La certeza más absoluta de todo ser humano es su muerte. Esta es la cuestión más trascendental y la que más nos asusta, provoca miedo… o como queramos llamarlo, pues la muerte es el peor enemigo de lo que más deseamos, que es la vida.

También Jesús, en diversos momentos y especialmente en el huerto de los olivos, en Getsemaní, vivió en toda su intensidad, la angustia y el dolor de su cercana muerte: «¡Padre mío! si es posible, pase de mí este cáliz».

En mi juventud, un sacerdote francés, el padre Duval, cantaba canciones «catequéticas» y recuerdo perfectamente que una de ellas, la que empezaba así: «El Señor volverá, el Señor volverá, la noche en que no lo esperes», me dio mucho que pensar. Viví muy de cerca la muerte de un sacerdote muy querido y también la de otras personas que admiraba; personalmente, a causa de una peritonitis, tras una complicada operación de apendicitis, estuve a las puertas de la muerte. En tales circunstancias siempre recordaba que la otra cara de la muerte es la cara del SEÑOR QUE REGRESA A MI VIDA.

Me impresionó el testimonio de un periodista cristiano, muy amigo de Mons. Romero, el obispo asesinado en El Salvador, que en una entrevista respondió a la pregunta: «¿Ya sabe que usted también está amenazado muerte, como monseñor Romero?», respondió: «Está usted equivocado, no estoy amenazado de muerte, sino de vida, pues quienes creemos en Cristo resucitado sabemos y celebramos que nuestro destino es la Vida. La muerte es el paso necesario para gozar de esta Vida del todo y para siempre». Pasados unos meses me llagaba la noticia de la muerte del periodista-testigo.

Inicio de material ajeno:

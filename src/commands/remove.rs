use anyhow::Result;
use log::debug;
use std::path::PathBuf;

use crate::remove::remove_installed;
use crate::runtime::Runtime;

/// Remove every installed directory matching `name` (all versions at once).
#[tracing::instrument(skip(runtime))]
pub fn remove<R: Runtime>(runtime: &R, install_root: PathBuf, name: &str) -> Result<()> {
    debug!("Removing {name} from {:?}", install_root);

    let removed = remove_installed(runtime, &install_root, name)?;
    if removed.is_empty() {
        println!("No installed package named {name} found.");
        return Ok(());
    }

    for dir_name in removed {
        println!("Removed {dir_name}");
    }

    Ok(())
}
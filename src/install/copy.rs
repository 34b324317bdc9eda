//! Merge-copy of a stored package directory into the installation tree.

use anyhow::Result;
use std::path::Path;

use crate::package::META_FILE;
use crate::runtime::Runtime;

/// Copy every entry of a package record directory, except the metadata
/// file, into `dest_dir`. The destination is created even when the package
/// holds no files. Existing destination content is merged: subdirectories
/// recursively, files overwritten one by one.
pub fn copy_package_contents<R: Runtime>(
    runtime: &R,
    package_dir: &Path,
    dest_dir: &Path,
) -> Result<()> {
    runtime.create_dir_all(dest_dir)?;

    for entry in runtime.read_dir(package_dir)? {
        let Some(file_name) = entry.file_name() else {
            continue;
        };
        // Metadata is excluded only at the top level; a package may carry
        // its own unrelated metadata.json deeper in its tree.
        if file_name.to_str() == Some(META_FILE) {
            continue;
        }
        let dest = dest_dir.join(file_name);
        if runtime.is_dir(&entry) {
            copy_tree(runtime, &entry, &dest)?;
        } else {
            runtime.copy(&entry, &dest)?;
        }
    }

    Ok(())
}

fn copy_tree<R: Runtime>(runtime: &R, src: &Path, dest: &Path) -> Result<()> {
    runtime.create_dir_all(dest)?;
    for entry in runtime.read_dir(src)? {
        let Some(file_name) = entry.file_name() else {
            continue;
        };
        let dest = dest.join(file_name);
        if runtime.is_dir(&entry) {
            copy_tree(runtime, &entry, &dest)?;
        } else {
            runtime.copy(&entry, &dest)?;
        }
    }
    Ok(())
}
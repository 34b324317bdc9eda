pub mod commands;
pub mod install;
pub mod package;
pub mod remove;
pub mod runtime;
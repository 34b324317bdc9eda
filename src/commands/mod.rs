//! Command handlers: thin glue between the CLI and the core. Each handler
//! resolves its roots, calls into the core and prints user-facing output.

mod create;
mod install;
mod list;
mod remove;

pub use create::create;
pub use install::install;
pub use list::list;
pub use remove::remove;
//! Course repository — supplemented per SPEC_FULL §3: `Section` names an
//! "owning course", and the available-sections query needs something to
//! join against. No eligibility/prerequisite logic lives here (non-goal).

use sqlx::PgPool;
use uuid::Uuid;

use crate::models::Course;

pub async fn find_by_id(pool: &PgPool, course_id: Uuid) -> Result<Option<Course>, sqlx::Error> {
    sqlx::query_as::<_, Course>(r#"SELECT id, code, title FROM courses WHERE id = $1"#)
        .bind(course_id)
        .fetch_optional(pool)
        .await
}
//! Request/response DTOs for the HTTP surface. Field names and response
//! envelopes match the wire shapes the load-test client and integration
//! suite depend on, so these are kept separate from the internal entity
//! types in `models` even where the fields line up.

use chrono::{DateTime, Utc};
use serde::{Deserialize, Serialize};
use uuid::Uuid;

use crate::models::{Registration, RegistrationStatus, Section, WaitlistEntry};

#[derive(Debug, Deserialize)]
pub struct RegisterRequest {
    pub student_id: Uuid,
    pub section_ids: Vec<Uuid>,
}

#[derive(Debug, Deserialize)]
pub struct DropRequest {
    pub student_id: Uuid,
    pub section_id: Uuid,
}

#[derive(Debug, Serialize)]
pub struct DropResponse {
    pub success: bool,
}

#[derive(Debug, Serialize)]
pub struct RegistrationDto {
    pub id: Uuid,
    pub student_id: Uuid,
    pub section_id: Uuid,
    pub status: RegistrationStatus,
    pub registered_at: DateTime<Utc>,
}

impl From<Registration> for RegistrationDto {
    fn from(r: Registration) -> Self {
        Self {
            id: r.id,
            student_id: r.student_id,
            section_id: r.section_id,
            status: r.status,
            registered_at: r.registered_at,
        }
    }
}

#[derive(Debug, Serialize)]
pub struct RegistrationsResponse {
    pub registrations: Vec<RegistrationDto>,
}

#[derive(Debug, Serialize)]
pub struct WaitlistEntryDto {
    pub section_id: Uuid,
    pub position: i64,
    pub created_at: DateTime<Utc>,
}

impl From<WaitlistEntry> for WaitlistEntryDto {
    fn from(e: WaitlistEntry) -> Self {
        Self {
            section_id: e.section_id,
            position: e.position,
            created_at: e.created_at,
        }
    }
}

#[derive(Debug, Serialize)]
pub struct WaitlistResponse {
    pub waitlist_entries: Vec<WaitlistEntryDto>,
}

#[derive(Debug, Serialize)]
pub struct SectionDto {
    pub id: Uuid,
    pub course_id: Uuid,
    pub semester_id: Uuid,
    pub section_number: String,
    pub total_seats: i32,
    pub available_seats: i32,
}

impl From<Section> for SectionDto {
    fn from(s: Section) -> Self {
        Self {
            id: s.id,
            course_id: s.course_id,
            semester_id: s.semester_id,
            section_number: s.section_number,
            total_seats: s.total_seats,
            available_seats: s.available_seats,
        }
    }
}

#[derive(Debug, Serialize)]
pub struct SectionsResponse {
    pub sections: Vec<SectionDto>,
}

#[derive(Debug, Deserialize)]
pub struct AvailableSectionsQuery {
    pub semester_id: Uuid,
    pub course_id: Option<Uuid>,
}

Utilizando el lenguaje deportivo podemos decir: ¡El partido está ganado! Aunque ahora pueda parecer que perdemos, que no remontaremos; hay lesionados, heridos y algunos han de retirarse… pero, al final, gracias a la resurrección de Cristo, el partido de la vida está ganado.

Ello no significa que la muerte deje de ser el peor de los males, que, con razón, tememos, que provoca lágrimas… y tantos sentimientos de dolor, de rebeldía y de incomprensión.

La muerte no tiene la última palabra, la última pertenece a Dios, al Dios de la vida y del amor. Esta es la esperanza que tenemos que vivir, celebrar y ayudar a vivir. Estamos en buenas manos, en un camino cuyo final tiene sentido; la vida no es algo absurdo, ni la muerte un absurdo por partida doble.

Tras la muerte, no hay el vacío, el sin sentido, el absurdo, sino la plenitud de gozo y de amor en la Casa del Padre.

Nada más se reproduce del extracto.